A duras penas pudo concentrarse durante la ceremonia. Ya no podía reprimir su incomodidad. Tenía que acordarse de que era lo que la tenía tan inquieta. Era necesario descifrar que la angustiaba tanto. ¿Qué sería? No lograba poner su dedo en lo que era. Recién se iluminó cuando llegó el momento clave. El cura la miró y preguntó:

-¿Carolina Valiente, acepta a Sergio Cortés como su legitimo esposo, amarlo y respetarlo, de ahora en adelante, en lo prospero, en lo adverso, en la riqueza, en la pobreza, en la enfermedad y en la saluda, hasta que la muerte los separe?

¡Eso era lo que le molestaba!
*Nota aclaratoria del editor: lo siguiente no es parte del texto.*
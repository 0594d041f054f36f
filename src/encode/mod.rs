pub mod adaptive;
pub mod jpeg;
Ahora se iba a convertir en la señora Cortés. La noche anterior su esposo le había pedido si después de la boda ella podía cambiarse su apellido de Valiente a Cortés. En el momento le había parecido perfecto, pero ahora se daba cuenta que de forma inconsciente no quería hacerlo. Estaba orgullosa de su apellido y creía que la representaba. Le daba pena dejarlo atrás. Pensándolo bien era una tontería que se sintiera mal por eso. Era un simple apellido y lo que su marido iba a darle era invaluable. Ella siempre seguiría siendo la misma. Lo Cortés no quita lo Valiente. Así que sin dudarlo más tiempo y sin permitirle al cura que lo preguntara otra vez, Carolina dijo sí, acepto.